Eviction filings by landlords are on the rise, a new report shows, five weeks after the state's moratorium came to an end.
Landlords in Massachusetts filed 689 new eviction cases last week for nonpayment of rent, according to a report by the Massachusetts Housing Partnership, a nonprofit housing advocacy group. That represents a jump from normal times — an average of 608 filings per week before the pandemic.
"We’re facing a public health crisis," said Tom Hopper, director of research and analytics at MHP’s Center for Housing Data. "So the idea that people are facing potential eviction right now is not just troubling from a household perspective, a community perspective, but also from a public health perspective."
A state moratorium on evictions had protected tenants during the COVID-19 economic crisis. But that ban ended Oct. 17. A federal moratorium ends Dec. 31. And Congress so far has failed to pass a new aid package for renters who’ve lost jobs and are struggling financially.

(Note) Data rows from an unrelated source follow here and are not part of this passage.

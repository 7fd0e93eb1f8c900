/// Camera culling strategies.
///
/// A CameraCuller determines which RenderInstances are visible through a
/// frustum. Instances with FLAG_VISIBLE cleared are never returned.

use crate::camera::{Frustum, RenderView};
use super::scene::Scene;
use super::render_instance::RenderInstanceKey;

/// Strategy for determining visible instances.
///
/// Called once per frame, after `Frustum::update` and before drawing.
/// The returned RenderView is ephemeral and consumed by a Drawer.
///
/// `&mut self` allows stateful implementations (e.g. caching)
/// to maintain state across frames.
pub trait CameraCuller: Send + Sync {
    /// Cull the scene against the frustum and return visible instances.
    fn cull(&mut self, scene: &Scene, frustum: &Frustum) -> RenderView;
}

/// Brute-force culler. Returns every enabled instance (no frustum test).
///
/// Baseline for comparison, or for debugging culling artifacts.
#[derive(Debug, Default)]
pub struct BruteForceCuller;

impl BruteForceCuller {
    pub fn new() -> Self {
        Self
    }
}

impl CameraCuller for BruteForceCuller {
    fn cull(&mut self, scene: &Scene, frustum: &Frustum) -> RenderView {
        let visible: Vec<RenderInstanceKey> = scene.render_instances()
            .filter(|(_, instance)| instance.is_visible())
            .map(|(key, _)| key)
            .collect();
        RenderView::new(*frustum, visible)
    }
}

/// Frustum culler. Tests each instance's world bounds against the frustum.
///
/// The volume tested (sphere or AABB) follows the instance's CullPolicy.
#[derive(Debug, Default)]
pub struct FrustumCuller;

impl FrustumCuller {
    pub fn new() -> Self {
        Self
    }
}

impl CameraCuller for FrustumCuller {
    fn cull(&mut self, scene: &Scene, frustum: &Frustum) -> RenderView {
        let visible: Vec<RenderInstanceKey> = scene.render_instances()
            .filter_map(|(key, instance)| {
                if instance.is_visible() && instance.world_bounds().is_visible_in(frustum) {
                    Some(key)
                } else {
                    None
                }
            })
            .collect();
        RenderView::new(*frustum, visible)
    }
}

#[cfg(test)]
#[path = "culler_tests.rs"]
mod tests;
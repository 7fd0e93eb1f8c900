/// Render instance types for the scene system.
///
/// A RenderInstance is one drawable entity: its world transform, its
/// local-space bounds, and the bounding-volume policy the culler applies
/// to it.

use glam::{Mat4, Vec2, Vec3};
use slotmap::new_key_type;
use super::bounds::{AABB, BoundingVolume};

// ===== SLOT MAP KEY =====

new_key_type! {
    /// Stable key for a RenderInstance within a Scene.
    ///
    /// Keys remain valid even after other instances are removed.
    /// A key becomes invalid only when its own instance is removed.
    pub struct RenderInstanceKey;
}

// ===== FLAGS =====

/// Render instance flags (bitfield)
pub const FLAG_VISIBLE: u64 = 1 << 0;
// Bits 1-63 reserved

/// Vertex count of the unit cube (12 triangles, non-indexed).
pub const CUBE_VERTEX_COUNT: u32 = 36;

// ===== CULLING POLICY =====

/// Category of scene entity. Decides which bounding volume is tested.
#[derive(Debug, Clone, Copy, PartialEq, Eq, Hash)]
pub enum EntityKind {
    /// Grid cubes: compact, roughly isotropic
    Cube,
    /// Imported models: elongated, arbitrary proportions
    Model,
}

/// Which bounding volume the culler tests.
#[derive(Debug, Clone, Copy, PartialEq, Eq, Hash)]
pub enum CullPolicy {
    Sphere,
    Aabb,
}

impl CullPolicy {
    /// One policy per entity kind: spheres for cubes, boxes for models.
    pub fn for_kind(kind: EntityKind) -> Self {
        match kind {
            EntityKind::Cube => CullPolicy::Sphere,
            EntityKind::Model => CullPolicy::Aabb,
        }
    }
}

// ===== RENDER INSTANCE =====

/// A drawable entity in a Scene.
#[derive(Debug, Clone)]
pub struct RenderInstance {
    kind: EntityKind,
    world_matrix: Mat4,
    local_bounds: AABB,
    vertex_count: u32,
    color: Vec3,
    grid_position: Vec2,
    flags: u64,
}

impl RenderInstance {
    /// Unit cube scaled by `size` and centered on `position`.
    pub fn cube(position: Vec3, size: f32) -> Self {
        Self {
            kind: EntityKind::Cube,
            world_matrix: Mat4::from_translation(position) * Mat4::from_scale(Vec3::splat(size)),
            local_bounds: AABB::from_center_half_extents(Vec3::ZERO, Vec3::splat(0.5)),
            vertex_count: CUBE_VERTEX_COUNT,
            color: Vec3::ONE,
            grid_position: Vec2::ZERO,
            flags: FLAG_VISIBLE,
        }
    }

    /// Model with precomputed local bounds (e.g. `AABB::from_points` over
    /// its vertices).
    pub fn model(local_bounds: AABB, world_matrix: Mat4, vertex_count: u32) -> Self {
        Self {
            kind: EntityKind::Model,
            world_matrix,
            local_bounds,
            vertex_count,
            color: Vec3::ONE,
            grid_position: Vec2::ZERO,
            flags: FLAG_VISIBLE,
        }
    }

    /// Builder: set the grid position passed to the shader.
    pub fn with_grid_position(mut self, grid_position: Vec2) -> Self {
        self.grid_position = grid_position;
        self
    }

    /// Builder: set the tint color.
    pub fn with_color(mut self, color: Vec3) -> Self {
        self.color = color;
        self
    }

    // ===== ACCESSORS =====

    pub fn kind(&self) -> EntityKind {
        self.kind
    }

    pub fn cull_policy(&self) -> CullPolicy {
        CullPolicy::for_kind(self.kind)
    }

    pub fn world_matrix(&self) -> &Mat4 {
        &self.world_matrix
    }

    pub fn set_world_matrix(&mut self, matrix: Mat4) {
        self.world_matrix = matrix;
    }

    /// Bounds in local space.
    pub fn bounding_box(&self) -> &AABB {
        &self.local_bounds
    }

    /// World-space volume chosen by `cull_policy()`.
    pub fn world_bounds(&self) -> BoundingVolume {
        match self.cull_policy() {
            CullPolicy::Sphere => BoundingVolume::Sphere(
                self.local_bounds.bounding_sphere().transformed(&self.world_matrix),
            ),
            CullPolicy::Aabb => BoundingVolume::Aabb(
                self.local_bounds.transformed(&self.world_matrix),
            ),
        }
    }

    pub fn vertex_count(&self) -> u32 {
        self.vertex_count
    }

    pub fn color(&self) -> Vec3 {
        self.color
    }

    pub fn grid_position(&self) -> Vec2 {
        self.grid_position
    }

    pub fn flags(&self) -> u64 {
        self.flags
    }

    pub fn set_flags(&mut self, flags: u64) {
        self.flags = flags;
    }

    /// Toggle FLAG_VISIBLE, preserving other bits.
    pub fn set_visible(&mut self, visible: bool) {
        if visible {
            self.flags |= FLAG_VISIBLE;
        } else {
            self.flags &= !FLAG_VISIBLE;
        }
    }

    pub fn is_visible(&self) -> bool {
        self.flags & FLAG_VISIBLE != 0
    }
}

#[cfg(test)]
#[path = "render_instance_tests.rs"]
mod tests;
//! Internal logging system for Cull3D Engine
//!
//! Entries are routed through `Engine::log` to a single registered
//! `Logger`. The default writes colored lines to stdout; applications
//! install their own to forward entries elsewhere (the demo bridges them
//! into the `log` facade).

use colored::*;
use std::time::SystemTime;
use chrono::{DateTime, Local};

/// Logger trait for custom logging implementations
///
/// # Example
///
/// ```no_run
/// use cull3d_engine::cull3d::log::{Logger, LogEntry};
///
/// struct StderrLogger;
///
/// impl Logger for StderrLogger {
///     fn log(&self, entry: &LogEntry) {
///         eprintln!("{} {}", entry.source, entry.message);
///     }
/// }
/// ```
pub trait Logger: Send + Sync {
    /// Log an entry
    fn log(&self, entry: &LogEntry);
}

/// Log entry containing all information about a log message
#[derive(Debug, Clone)]
pub struct LogEntry {
    /// Severity level (Trace, Debug, Info, Warn, Error)
    pub severity: LogSeverity,

    /// Timestamp when the log was created
    pub timestamp: SystemTime,

    /// Source module (e.g., "cull3d::Session", "cull3d::Scene")
    pub source: String,

    /// Log message
    pub message: String,

    /// Source file (only for detailed ERROR logs)
    pub file: Option<&'static str>,

    /// Source line (only for detailed ERROR logs)
    pub line: Option<u32>,
}

/// Log severity levels
#[derive(Debug, Clone, Copy, PartialEq, Eq, PartialOrd, Ord)]
pub enum LogSeverity {
    /// Per-frame chatter (culling counts, camera pose)
    Trace,

    /// Development/debugging information
    Debug,

    /// Important informational messages
    Info,

    /// Warning messages (potential issues)
    Warn,

    /// Error messages (with file:line details)
    Error,
}

impl LogSeverity {
    /// Fixed-width label used by `DefaultLogger`.
    pub fn label(&self) -> &'static str {
        match self {
            LogSeverity::Trace => "TRACE",
            LogSeverity::Debug => "DEBUG",
            LogSeverity::Info => "INFO ",
            LogSeverity::Warn => "WARN ",
            LogSeverity::Error => "ERROR",
        }
    }
}

/// Default logger: colored console output.
///
/// Format:
/// - Normal: `[timestamp] [SEVERITY] [source] message`
/// - Error: `[timestamp] [ERROR] [source] message (file:line)`
pub struct DefaultLogger;

impl DefaultLogger {
    /// Render an entry without colors (used by tests and file sinks).
    pub fn format_plain(entry: &LogEntry) -> String {
        format!(
            "[{}] [{}] [{}] {}{}",
            timestamp(entry),
            entry.severity.label(),
            entry.source,
            entry.message,
            location(entry)
        )
    }
}

impl Logger for DefaultLogger {
    fn log(&self, entry: &LogEntry) {
        let label = entry.severity.label();
        let severity = match entry.severity {
            LogSeverity::Trace => label.bright_black(),
            LogSeverity::Debug => label.cyan(),
            LogSeverity::Info => label.green(),
            LogSeverity::Warn => label.yellow(),
            LogSeverity::Error => label.red().bold(),
        };

        println!(
            "[{}] [{}] [{}] {}{}",
            timestamp(entry),
            severity,
            entry.source.bright_blue(),
            entry.message,
            location(entry)
        );
    }
}

/// Local time with millisecond precision.
fn timestamp(entry: &LogEntry) -> String {
    let datetime: DateTime<Local> = entry.timestamp.into();
    datetime.format("%Y-%m-%d %H:%M:%S%.3f").to_string()
}

/// ` (file:line)` suffix for detailed entries, empty otherwise.
fn location(entry: &LogEntry) -> String {
    match (entry.file, entry.line) {
        (Some(file), Some(line)) => format!(" ({}:{})", file, line),
        _ => String::new(),
    }
}

// ===== LOGGING MACROS =====

/// Route a message at a given severity through `Engine::log`.
#[doc(hidden)]
#[macro_export]
macro_rules! engine_log {
    ($severity:ident, $source:expr, $($arg:tt)*) => {
        $crate::cull3d::Engine::log(
            $crate::cull3d::log::LogSeverity::$severity,
            $source,
            format!($($arg)*)
        )
    };
}

/// Log a TRACE message
///
/// # Example
///
/// ```no_run
/// # use cull3d_engine::engine_trace;
/// engine_trace!("cull3d::Session", "{} of {} visible", 12, 121);
/// ```
#[macro_export]
macro_rules! engine_trace {
    ($source:expr, $($arg:tt)*) => { $crate::engine_log!(Trace, $source, $($arg)*) };
}

/// Log a DEBUG message
#[macro_export]
macro_rules! engine_debug {
    ($source:expr, $($arg:tt)*) => { $crate::engine_log!(Debug, $source, $($arg)*) };
}

/// Log an INFO message
///
/// # Example
///
/// ```no_run
/// # use cull3d_engine::engine_info;
/// engine_info!("cull3d::Session", "Scene populated with {} instances", 121);
/// ```
#[macro_export]
macro_rules! engine_info {
    ($source:expr, $($arg:tt)*) => { $crate::engine_log!(Info, $source, $($arg)*) };
}

/// Log a WARN message
#[macro_export]
macro_rules! engine_warn {
    ($source:expr, $($arg:tt)*) => { $crate::engine_log!(Warn, $source, $($arg)*) };
}

/// Log an ERROR message with file:line information
#[macro_export]
macro_rules! engine_error {
    ($source:expr, $($arg:tt)*) => {
        $crate::cull3d::Engine::log_detailed(
            $crate::cull3d::log::LogSeverity::Error,
            $source,
            format!($($arg)*),
            file!(),
            line!()
        )
    };
}

#[cfg(test)]
#[path = "log_tests.rs"]
mod tests;
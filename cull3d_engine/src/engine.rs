/// Cull3D Engine - process-wide logging hub
///
/// Render state (camera, frustum, scene, backend) is NOT global: it lives
/// in a `RenderSession` owned by the caller. The only process-wide state
/// is the registered logger and its severity threshold.

use std::sync::{OnceLock, RwLock};
use std::time::SystemTime;
use crate::log::{Logger, LogEntry, LogSeverity, DefaultLogger};

// ===== INTERNAL STATE =====

/// Global logger state (initialized with DefaultLogger)
static LOGGER: OnceLock<RwLock<LoggerState>> = OnceLock::new();

/// Registered logger plus the minimum severity it receives
struct LoggerState {
    logger: Box<dyn Logger>,
    min_severity: LogSeverity,
}

impl LoggerState {
    fn new() -> Self {
        Self {
            logger: Box::new(DefaultLogger),
            min_severity: LogSeverity::Trace,
        }
    }
}

fn logger_state() -> &'static RwLock<LoggerState> {
    LOGGER.get_or_init(|| RwLock::new(LoggerState::new()))
}

// ===== PUBLIC API =====

/// Engine logging hub
///
/// # Example
///
/// ```no_run
/// use cull3d_engine::cull3d::Engine;
/// use cull3d_engine::cull3d::log::LogSeverity;
///
/// Engine::set_min_severity(LogSeverity::Info);
/// Engine::log(LogSeverity::Info, "app", "Starting".to_string());
/// ```
pub struct Engine;

impl Engine {
    /// Replace the current logger
    ///
    /// # Example
    ///
    /// ```no_run
    /// use cull3d_engine::cull3d::{Engine, log::{Logger, LogEntry}};
    ///
    /// struct Silent;
    /// impl Logger for Silent {
    ///     fn log(&self, _entry: &LogEntry) {}
    /// }
    ///
    /// Engine::set_logger(Silent);
    /// ```
    pub fn set_logger<L: Logger + 'static>(logger: L) {
        if let Ok(mut lock) = logger_state().write() {
            lock.logger = Box::new(logger);
        }
    }

    /// Reset logger to default (DefaultLogger) and the threshold to Trace
    pub fn reset_logger() {
        if let Ok(mut lock) = logger_state().write() {
            *lock = LoggerState::new();
        }
    }

    /// Drop entries below `severity` before they reach the logger
    pub fn set_min_severity(severity: LogSeverity) {
        if let Ok(mut lock) = logger_state().write() {
            lock.min_severity = severity;
        }
    }

    /// Current severity threshold
    pub fn min_severity() -> LogSeverity {
        logger_state()
            .read()
            .map(|lock| lock.min_severity)
            .unwrap_or(LogSeverity::Trace)
    }

    /// Internal logging method (for simple logs without file:line)
    ///
    /// Used by macros like engine_info!, engine_warn!, etc.
    pub fn log(severity: LogSeverity, source: &str, message: String) {
        Self::dispatch(severity, source, message, None, None);
    }

    /// Internal logging method with file:line information (for ERROR logs)
    ///
    /// Used by engine_error! macro to include source location.
    pub fn log_detailed(
        severity: LogSeverity,
        source: &str,
        message: String,
        file: &'static str,
        line: u32,
    ) {
        Self::dispatch(severity, source, message, Some(file), Some(line));
    }

    fn dispatch(
        severity: LogSeverity,
        source: &str,
        message: String,
        file: Option<&'static str>,
        line: Option<u32>,
    ) {
        if let Ok(lock) = logger_state().read() {
            if severity < lock.min_severity {
                return;
            }
            lock.logger.log(&LogEntry {
                severity,
                timestamp: SystemTime::now(),
                source: source.to_string(),
                message,
                file,
                line,
            });
        }
    }
}

#[cfg(test)]
#[path = "engine_tests.rs"]
mod tests;
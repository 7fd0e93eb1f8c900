/// Built-in GLSL sources.
///
/// Backends that do not consume GLSL may ignore the text and key off
/// `ShaderSource::name` instead.

use super::backend::ShaderSource;

/// Uniform names shared by the built-in programs and the drawer.
pub const UNIFORM_MODEL: &str = "model";
pub const UNIFORM_VIEW: &str = "view";
pub const UNIFORM_PROJECTION: &str = "projection";
pub const UNIFORM_TIME: &str = "time";
pub const UNIFORM_GRID_POSITION: &str = "grid_position";
pub const UNIFORM_COLOR: &str = "color";

const CUBE_VERTEX: &str = r#"#version 430 core
layout (location = 0) in vec3 a_position;

uniform mat4 model;
uniform mat4 view;
uniform mat4 projection;

out vec3 v_local;

void main() {
    v_local = a_position;
    gl_Position = projection * view * model * vec4(a_position, 1.0);
}
"#;

const CUBE_FRAGMENT: &str = r#"#version 430 core
in vec3 v_local;

uniform float time;
uniform vec2 grid_position;
uniform vec3 color;

out vec4 frag_color;

void main() {
    float wave = 0.5 + 0.5 * sin(time + grid_position.x * 0.6 + grid_position.y * 0.4);
    frag_color = vec4(color * mix(0.4, 1.0, wave) * (0.75 + 0.25 * v_local.y), 1.0);
}
"#;

/// Program used for every grid cube.
pub fn cube_program() -> ShaderSource {
    ShaderSource::new("cube", CUBE_VERTEX, CUBE_FRAGMENT)
}
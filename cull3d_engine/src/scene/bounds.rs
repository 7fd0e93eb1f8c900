/// Bounding volumes used for culling.
///
/// Local-space volumes are stored on each RenderInstance and moved into
/// world space with its world matrix at culling time.

use glam::{Mat4, Vec3};
use crate::camera::Frustum;

// ===== AABB =====

/// Axis-Aligned Bounding Box (component-wise `min <= max`)
#[derive(Debug, Clone, Copy, PartialEq)]
pub struct AABB {
    /// Minimum corner (x, y, z)
    pub min: Vec3,
    /// Maximum corner (x, y, z)
    pub max: Vec3,
}

impl AABB {
    pub fn new(min: Vec3, max: Vec3) -> Self {
        Self { min, max }
    }

    /// Box centered on `center` with half-size `half_extents`.
    pub fn from_center_half_extents(center: Vec3, half_extents: Vec3) -> Self {
        Self {
            min: center - half_extents,
            max: center + half_extents,
        }
    }

    /// Tightest box around a point cloud. `None` if `points` is empty.
    pub fn from_points(points: &[Vec3]) -> Option<Self> {
        let (first, rest) = points.split_first()?;
        let (min, max) = rest
            .iter()
            .fold((*first, *first), |(min, max), p| (min.min(*p), max.max(*p)));
        Some(Self { min, max })
    }

    pub fn center(&self) -> Vec3 {
        (self.min + self.max) * 0.5
    }

    /// Half-size along each axis.
    pub fn extents(&self) -> Vec3 {
        (self.max - self.min) * 0.5
    }

    /// All eight corners.
    pub fn corners(&self) -> [Vec3; 8] {
        let (min, max) = (self.min, self.max);
        [
            min,
            Vec3::new(min.x, min.y, max.z),
            Vec3::new(min.x, max.y, min.z),
            Vec3::new(min.x, max.y, max.z),
            Vec3::new(max.x, min.y, min.z),
            Vec3::new(max.x, min.y, max.z),
            Vec3::new(max.x, max.y, min.z),
            max,
        ]
    }

    /// Transform this AABB by a matrix, returning the enclosing AABB.
    ///
    /// Uses the Arvo method: projects each matrix axis onto the AABB extents
    /// for an exact (tight) result without transforming all 8 corners.
    /// Assumes an affine matrix.
    pub fn transformed(&self, matrix: &Mat4) -> AABB {
        let translation = matrix.col(3).truncate();
        let mut new_min = translation;
        let mut new_max = translation;

        for i in 0..3 {
            let axis = matrix.col(i).truncate();
            let a = axis * self.min[i];
            let b = axis * self.max[i];
            new_min += a.min(b);
            new_max += a.max(b);
        }

        AABB { min: new_min, max: new_max }
    }

    /// Test if this AABB fully contains another AABB.
    pub fn contains(&self, other: &AABB) -> bool {
        self.min.x <= other.min.x && self.max.x >= other.max.x
        && self.min.y <= other.min.y && self.max.y >= other.max.y
        && self.min.z <= other.min.z && self.max.z >= other.max.z
    }

    /// Test if this AABB intersects (overlaps or touches) another AABB.
    pub fn intersects(&self, other: &AABB) -> bool {
        self.min.x <= other.max.x && self.max.x >= other.min.x
        && self.min.y <= other.max.y && self.max.y >= other.min.y
        && self.min.z <= other.max.z && self.max.z >= other.min.z
    }

    /// Smallest sphere centered on the box that encloses it.
    pub fn bounding_sphere(&self) -> BoundingSphere {
        BoundingSphere::new(self.center(), self.extents().length())
    }
}

// ===== SPHERE =====

/// Bounding sphere (`radius >= 0`)
#[derive(Debug, Clone, Copy, PartialEq)]
pub struct BoundingSphere {
    pub center: Vec3,
    pub radius: f32,
}

impl BoundingSphere {
    pub fn new(center: Vec3, radius: f32) -> Self {
        Self { center, radius }
    }

    /// Move the sphere by an affine matrix. The radius grows by the largest
    /// axis scale so non-uniform scaling stays conservative.
    pub fn transformed(&self, matrix: &Mat4) -> BoundingSphere {
        let scale = matrix.x_axis.truncate().length()
            .max(matrix.y_axis.truncate().length())
            .max(matrix.z_axis.truncate().length());

        BoundingSphere {
            center: matrix.transform_point3(self.center),
            radius: self.radius * scale,
        }
    }
}

// ===== EITHER =====

/// A world-space volume ready for a frustum test.
#[derive(Debug, Clone, Copy, PartialEq)]
pub enum BoundingVolume {
    Sphere(BoundingSphere),
    Aabb(AABB),
}

impl BoundingVolume {
    /// Conservative visibility against `frustum`.
    pub fn is_visible_in(&self, frustum: &Frustum) -> bool {
        match self {
            BoundingVolume::Sphere(sphere) => frustum.is_sphere_in_frustum(sphere.center, sphere.radius),
            BoundingVolume::Aabb(aabb) => frustum.is_aabb_in_frustum(aabb.min, aabb.max),
        }
    }
}

#[cfg(test)]
#[path = "bounds_tests.rs"]
mod tests;
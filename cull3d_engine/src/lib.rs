/*!
# Cull3D Engine

Camera and view-frustum culling core for a small real-time 3D viewer.

A free-fly `Camera` produces view and projection matrices; a `Frustum`
extracts six normalized clipping planes from their product and answers
visibility queries for points, spheres and axis-aligned boxes. The scene
layer applies those queries per instance so that only visible objects
reach the render backend.

## Architecture

- **Camera**: free-fly camera (yaw/pitch, keyboard, mouse, zoom)
- **Frustum**: plane extraction, corner recovery, containment tests
- **Scene**: render instances with bounding volumes and culling policy
- **CameraCuller / Drawer**: per-frame culling and drawing strategies
- **RenderBackend**: graphics capability supplied by the caller
- **RenderSession**: explicit per-window context driving the frame
*/

// Internal modules
mod error;
mod engine;
pub mod log;
pub mod camera;
pub mod renderer;
pub mod scene;
pub mod session;

// Main cull3d namespace module
pub mod cull3d {
    // Error types
    pub use crate::error::{Error, Result};

    // Engine logging hub
    pub use crate::engine::Engine;

    // Logging sub-module (types only, NOT macros)
    pub mod log {
        pub use crate::log::{Logger, LogEntry, LogSeverity, DefaultLogger};
    }

    // Camera sub-module
    pub mod camera {
        pub use crate::camera::*;
    }

    // Render sub-module
    pub mod render {
        pub use crate::renderer::*;
    }

    // Scene sub-module
    pub mod scene {
        pub use crate::scene::*;
    }

    // Session types
    pub use crate::session::{CullingMode, FrameInput, FrameStats, RenderSession, SessionConfig};
}

// Re-export math library at crate root
pub use glam;
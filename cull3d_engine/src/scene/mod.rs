//! Scene management module
//!
//! Provides bounding volumes, render instances, the scene container, and
//! the per-frame strategies that consume it (culling, drawing).

mod bounds;
mod render_instance;
mod scene;
mod culler;
mod drawer;

pub use bounds::{AABB, BoundingSphere, BoundingVolume};
pub use render_instance::{
    RenderInstance, RenderInstanceKey, EntityKind, CullPolicy,
    FLAG_VISIBLE, CUBE_VERTEX_COUNT,
};
pub use scene::{Scene, CubeGridConfig, MAX_GRID_HALF_EXTENT};
pub use culler::{CameraCuller, BruteForceCuller, FrustumCuller};
pub use drawer::{Drawer, ForwardDrawer};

The MHP report comes as policymakers and community advocates have been warning of a wave of evictions, and as courts have been gearing up for a flood of filings. Even before the moratorium ended, some tenants were experiencing illegal pressure from landlords to leave if they couldn't pay.
Roughly 14% of renters in the state are behind on their payments — or 161,000 households — according to the Census Bureau's latest Pulse Survey. The rate of impact has been highest among Black and Latino households.